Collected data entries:
== Segment start ==
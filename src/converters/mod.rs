pub mod converter;
pub mod decimal;
pub mod formatter;
pub mod normalizer;
pub mod policy;

pub use converter::CoordinateConverter;
pub use decimal::{decimal_to_dms, dms_to_decimal, round_decimal_degrees};
pub use formatter::{format_dms, format_pair};
pub use normalizer::normalize;
pub use policy::{AmbiguityPolicy, ConversionPolicy, DecimalSeparator, DegreePadding};
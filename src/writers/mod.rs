pub mod csv_writer;

pub use csv_writer::RowWriter;
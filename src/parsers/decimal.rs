use crate::error::{ProcessingError, Result};

/// Parse a decimal-degree value from cell text. External consumers write
/// numeric text with either `.` or `,` as the decimal separator.
pub fn parse_decimal_degrees(text: &str) -> Result<f64> {
    let trimmed = text.trim();

    if trimmed.is_empty() {
        return Err(ProcessingError::InvalidFormat(
            "empty decimal coordinate value".to_string(),
        ));
    }

    trimmed.replace(',', ".").parse::<f64>().map_err(|_| {
        ProcessingError::InvalidFormat(format!("invalid decimal coordinate value: '{}'", trimmed))
    })
}

#[cfg(test)]
mod tests {
    use super::*;

    #[test]
    fn test_parse_decimal_degrees() {
        assert!((parse_decimal_degrees("34.5").unwrap() - 34.5).abs() < 1e-12);
        assert!((parse_decimal_degrees("34,5").unwrap() - 34.5).abs() < 1e-12);
        assert!((parse_decimal_degrees("-70,2").unwrap() - -70.2).abs() < 1e-12);
        assert!((parse_decimal_degrees(" -0.1278 ").unwrap() - -0.1278).abs() < 1e-12);
    }

    #[test]
    fn test_parse_decimal_degrees_invalid() {
        assert!(parse_decimal_degrees("").is_err());
        assert!(parse_decimal_degrees("   ").is_err());
        assert!(parse_decimal_degrees("12.3.4").is_err());
        assert!(parse_decimal_degrees("north").is_err());
    }
}
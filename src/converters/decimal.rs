use crate::converters::normalizer::normalize;
use crate::error::{ProcessingError, Result};
use crate::models::{Axis, DmsValue};
use crate::parsers::RawDms;
use crate::utils::constants::DECIMAL_DEGREES_SCALE;

/// Round a decimal-degree value to the canonical external precision of
/// eight decimal digits. Negative zero collapses to 0.0.
pub fn round_decimal_degrees(value: f64) -> f64 {
    let rounded = (value * DECIMAL_DEGREES_SCALE).round() / DECIMAL_DEGREES_SCALE;
    if rounded == 0.0 {
        0.0
    } else {
        rounded
    }
}

/// Convert a normalized DMS value to signed decimal degrees. South and West
/// hemispheres yield negative values.
pub fn dms_to_decimal(dms: &DmsValue) -> f64 {
    let magnitude = dms.degrees as f64 + dms.minutes as f64 / 60.0 + dms.seconds / 3600.0;
    round_decimal_degrees(dms.hemisphere.sign() * magnitude)
}

/// Decompose a signed decimal-degree value into a normalized DMS value for
/// the given axis. The hemisphere is derived from the sign; non-negative
/// values map to North/East.
pub fn decimal_to_dms(decimal: f64, axis: Axis) -> Result<DmsValue> {
    let max = axis.max_degrees() as f64;
    if !decimal.is_finite() || decimal.abs() > max {
        return Err(ProcessingError::OutOfRange(format!(
            "{} value {} is outside [-{}, {}]",
            axis.name(),
            decimal,
            max,
            max
        )));
    }

    let hemisphere = axis.hemisphere_for(decimal);
    let magnitude = decimal.abs();

    let degrees = magnitude.floor() as u32;
    let minutes_total = (magnitude - degrees as f64) * 60.0;
    let minutes = minutes_total.floor() as u32;
    let seconds = (minutes_total - minutes as f64) * 60.0;

    // Rounding to one-decimal seconds may overflow the minute; the
    // normalizer resolves the carry
    normalize(RawDms {
        degrees,
        minutes,
        seconds,
        hemisphere,
    })
}

#[cfg(test)]
mod tests {
    use super::*;
    use crate::models::Hemisphere;
    use crate::utils::constants::ROUND_TRIP_TOLERANCE;

    #[test]
    fn test_dms_to_decimal() {
        let dms = DmsValue::new(34, 22, 5.6, Hemisphere::South);
        assert_eq!(dms_to_decimal(&dms), -34.36822222);

        let dms = DmsValue::new(71, 1, 53.0, Hemisphere::West);
        assert_eq!(dms_to_decimal(&dms), -71.03138889);

        let dms = DmsValue::new(12, 34, 56.7, Hemisphere::North);
        assert_eq!(dms_to_decimal(&dms), 12.58241667);

        let dms = DmsValue::new(67, 10, 30.0, Hemisphere::West);
        assert_eq!(dms_to_decimal(&dms), -67.175);
    }

    #[test]
    fn test_zero_magnitude_has_no_sign() {
        let dms = DmsValue::new(0, 0, 0.0, Hemisphere::South);
        let decimal = dms_to_decimal(&dms);
        assert_eq!(decimal, 0.0);
        assert!(!decimal.is_sign_negative());
    }

    #[test]
    fn test_decimal_to_dms() {
        let dms = decimal_to_dms(34.5, Axis::Latitude).unwrap();
        assert_eq!(dms, DmsValue::new(34, 30, 0.0, Hemisphere::North));

        let dms = decimal_to_dms(-70.2, Axis::Longitude).unwrap();
        assert_eq!(dms, DmsValue::new(70, 12, 0.0, Hemisphere::West));

        let dms = decimal_to_dms(-34.36822222, Axis::Latitude).unwrap();
        assert_eq!(dms, DmsValue::new(34, 22, 5.6, Hemisphere::South));
    }

    #[test]
    fn test_decimal_to_dms_bounds() {
        assert!(decimal_to_dms(90.0, Axis::Latitude).is_ok());
        assert!(decimal_to_dms(-90.0, Axis::Latitude).is_ok());
        assert!(decimal_to_dms(90.00000001, Axis::Latitude).is_err());
        assert!(decimal_to_dms(-180.00000001, Axis::Longitude).is_err());
        assert!(decimal_to_dms(120.0, Axis::Longitude).is_ok());
        assert!(decimal_to_dms(f64::NAN, Axis::Latitude).is_err());
    }

    #[test]
    fn test_round_trip_precision() {
        // decimal -> DMS -> decimal stays within the one-decimal-seconds
        // granularity across the axis range
        for i in -1800..=1800 {
            let decimal = i as f64 / 10.0 + 0.0123456;
            if decimal.abs() > 180.0 {
                continue;
            }
            let dms = decimal_to_dms(decimal, Axis::Longitude).unwrap();
            let round_tripped = dms_to_decimal(&dms);
            assert!(
                (round_tripped - decimal).abs() < ROUND_TRIP_TOLERANCE,
                "round trip drifted for {}: got {}",
                decimal,
                round_tripped
            );
        }
    }

    #[test]
    fn test_hemisphere_sign_properties() {
        let north = decimal_to_dms(12.5, Axis::Latitude).unwrap();
        assert!(dms_to_decimal(&north) >= 0.0);

        let west = decimal_to_dms(-67.175, Axis::Longitude).unwrap();
        assert!(dms_to_decimal(&west) < 0.0);
    }
}
use thiserror::Error;

pub type Result<T> = std::result::Result<T, ProcessingError>;

#[derive(Error, Debug)]
pub enum ProcessingError {
    #[error("File I/O error: {0}")]
    Io(#[from] std::io::Error),

    #[error("CSV parsing error: {0}")]
    Csv(#[from] csv::Error),

    #[error("Invalid coordinate format: {0}")]
    InvalidFormat(String),

    #[error("Coordinate out of range: {0}")]
    OutOfRange(String),

    #[error("Ambiguous coordinate source: {0}")]
    AmbiguousSource(String),

    #[error("Configuration error: {0}")]
    Config(String),

    #[error("Validation error: {0}")]
    Validation(#[from] validator::ValidationErrors),

    #[error("Report serialization error: {0}")]
    Json(#[from] serde_json::Error),
}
== Segment end ==
What is needed here is an exact reproduction of all the entries.

filename src/converters/mod.rs
pub mod converter;
pub mod decimal;
pub mod formatter;
pub mod normalizer;
pub mod policy;

pub use converter::CoordinateConverter;
pub use decimal::{decimal_to_dms, dms_to_decimal, round_decimal_degrees};
pub use formatter::{format_dms, format_pair};
pub use normalizer::normalize;
pub use policy::{AmbiguityPolicy, ConversionPolicy, DecimalSeparator, DegreePadding};
filename src/writers/mod.rs
pub mod csv_writer;

pub use csv_writer::RowWriter;
filename src/parsers/decimal.rs
use crate::error::{ProcessingError, Result};

/// Parse a decimal-degree value from cell text. External consumers write
/// numeric text with either `.` or `,` as the decimal separator.
pub fn parse_decimal_degrees(text: &str) -> Result<f64> {
    let trimmed = text.trim();

    if trimmed.is_empty() {
        return Err(ProcessingError::InvalidFormat(
            "empty decimal coordinate value".to_string(),
        ));
    }

    trimmed.replace(',', ".").parse::<f64>().map_err(|_| {
        ProcessingError::InvalidFormat(format!("invalid decimal coordinate value: '{}'", trimmed))
    })
}

#[cfg(test)]
mod tests {
    use super::*;

    #[test]
    fn test_parse_decimal_degrees() {
        assert!((parse_decimal_degrees("34.5").unwrap() - 34.5).abs() < 1e-12);
        assert!((parse_decimal_degrees("34,5").unwrap() - 34.5).abs() < 1e-12);
        assert!((parse_decimal_degrees("-70,2").unwrap() - -70.2).abs() < 1e-12);
        assert!((parse_decimal_degrees(" -0.1278 ").unwrap() - -0.1278).abs() < 1e-12);
    }

    #[test]
    fn test_parse_decimal_degrees_invalid() {
        assert!(parse_decimal_degrees("").is_err());
        assert!(parse_decimal_degrees("   ").is_err());
        assert!(parse_decimal_degrees("12.3.4").is_err());
        assert!(parse_decimal_degrees("north").is_err());
    }
}
filename src/converters/decimal.rs
use crate::converters::normalizer::normalize;
use crate::error::{ProcessingError, Result};
use crate::models::{Axis, DmsValue};
use crate::parsers::RawDms;
use crate::utils::constants::DECIMAL_DEGREES_SCALE;

/// Round a decimal-degree value to the canonical external precision of
/// eight decimal digits. Negative zero collapses to 0.0.
pub fn round_decimal_degrees(value: f64) -> f64 {
    let rounded = (value * DECIMAL_DEGREES_SCALE).round() / DECIMAL_DEGREES_SCALE;
    if rounded == 0.0 {
        0.0
    } else {
        rounded
    }
}

/// Convert a normalized DMS value to signed decimal degrees. South and West
/// hemispheres yield negative values.
pub fn dms_to_decimal(dms: &DmsValue) -> f64 {
    let magnitude = dms.degrees as f64 + dms.minutes as f64 / 60.0 + dms.seconds / 3600.0;
    round_decimal_degrees(dms.hemisphere.sign() * magnitude)
}

/// Decompose a signed decimal-degree value into a normalized DMS value for
/// the given axis. The hemisphere is derived from the sign; non-negative
/// values map to North/East.
pub fn decimal_to_dms(decimal: f64, axis: Axis) -> Result<DmsValue> {
    let max = axis.max_degrees() as f64;
    if !decimal.is_finite() || decimal.abs() > max {
        return Err(ProcessingError::OutOfRange(format!(
            "{} value {} is outside [-{}, {}]",
            axis.name(),
            decimal,
            max,
            max
        )));
    }

    let hemisphere = axis.hemisphere_for(decimal);
    let magnitude = decimal.abs();

    let degrees = magnitude.floor() as u32;
    let minutes_total = (magnitude - degrees as f64) * 60.0;
    let minutes = minutes_total.floor() as u32;
    let seconds = (minutes_total - minutes as f64) * 60.0;

    // Rounding to one-decimal seconds may overflow the minute; the
    // normalizer resolves the carry
    normalize(RawDms {
        degrees,
        minutes,
        seconds,
        hemisphere,
    })
}

#[cfg(test)]
mod tests {
    use super::*;
    use crate::models::Hemisphere;
    use crate::utils::constants::ROUND_TRIP_TOLERANCE;

    #[test]
    fn test_dms_to_decimal() {
        let dms = DmsValue::new(34, 22, 5.6, Hemisphere::South);
        assert_eq!(dms_to_decimal(&dms), -34.36822222);

        let dms = DmsValue::new(71, 1, 53.0, Hemisphere::West);
        assert_eq!(dms_to_decimal(&dms), -71.03138889);

        let dms = DmsValue::new(12, 34, 56.7, Hemisphere::North);
        assert_eq!(dms_to_decimal(&dms), 12.58241667);

        let dms = DmsValue::new(67, 10, 30.0, Hemisphere::West);
        assert_eq!(dms_to_decimal(&dms), -67.175);
    }

    #[test]
    fn test_zero_magnitude_has_no_sign() {
        let dms = DmsValue::new(0, 0, 0.0, Hemisphere::South);
        let decimal = dms_to_decimal(&dms);
        assert_eq!(decimal, 0.0);
        assert!(!decimal.is_sign_negative());
    }

    #[test]
    fn test_decimal_to_dms() {
        let dms = decimal_to_dms(34.5, Axis::Latitude).unwrap();
        assert_eq!(dms, DmsValue::new(34, 30, 0.0, Hemisphere::North));

        let dms = decimal_to_dms(-70.2, Axis::Longitude).unwrap();
        assert_eq!(dms, DmsValue::new(70, 12, 0.0, Hemisphere::West));

        let dms = decimal_to_dms(-34.36822222, Axis::Latitude).unwrap();
        assert_eq!(dms, DmsValue::new(34, 22, 5.6, Hemisphere::South));
    }

    #[test]
    fn test_decimal_to_dms_bounds() {
        assert!(decimal_to_dms(90.0, Axis::Latitude).is_ok());
        assert!(decimal_to_dms(-90.0, Axis::Latitude).is_ok());
        assert!(decimal_to_dms(90.00000001, Axis::Latitude).is_err());
        assert!(decimal_to_dms(-180.00000001, Axis::Longitude).is_err());
        assert!(decimal_to_dms(120.0, Axis::Longitude).is_ok());
        assert!(decimal_to_dms(f64::NAN, Axis::Latitude).is_err());
    }

    #[test]
    fn test_round_trip_precision() {
        // decimal -> DMS -> decimal stays within the one-decimal-seconds
        // granularity across the axis range
        for i in -1800..=1800 {
            let decimal = i as f64 / 10.0 + 0.0123456;
            if decimal.abs() > 180.0 {
                continue;
            }
            let dms = decimal_to_dms(decimal, Axis::Longitude).unwrap();
            let round_tripped = dms_to_decimal(&dms);
            assert!(
                (round_tripped - decimal).abs() < ROUND_TRIP_TOLERANCE,
                "round trip drifted for {}: got {}",
                decimal,
                round_tripped
            );
        }
    }

    #[test]
    fn test_hemisphere_sign_properties() {
        let north = decimal_to_dms(12.5, Axis::Latitude).unwrap();
        assert!(dms_to_decimal(&north) >= 0.0);

        let west = decimal_to_dms(-67.175, Axis::Longitude).unwrap();
        assert!(dms_to_decimal(&west) < 0.0);
    }
}
use thiserror::Error;

pub type Result<T> = std::result::Result<T, ProcessingError>;

#[derive(Error, Debug)]
pub enum ProcessingError {
    #[error("File I/O error: {0}")]
    Io(#[from] std::io::Error),

    #[error("CSV parsing error: {0}")]
    Csv(#[from] csv::Error),

    #[error("Invalid coordinate format: {0}")]
    InvalidFormat(String),

    #[error("Coordinate out of range: {0}")]
    OutOfRange(String),

    #[error("Ambiguous coordinate source: {0}")]
    AmbiguousSource(String),

    #[error("Configuration error: {0}")]
    Config(String),

    #[error("Validation error: {0}")]
    Validation(#[from] validator::ValidationErrors),

    #[error("Report serialization error: {0}")]
    Json(#[from] serde_json::Error),
}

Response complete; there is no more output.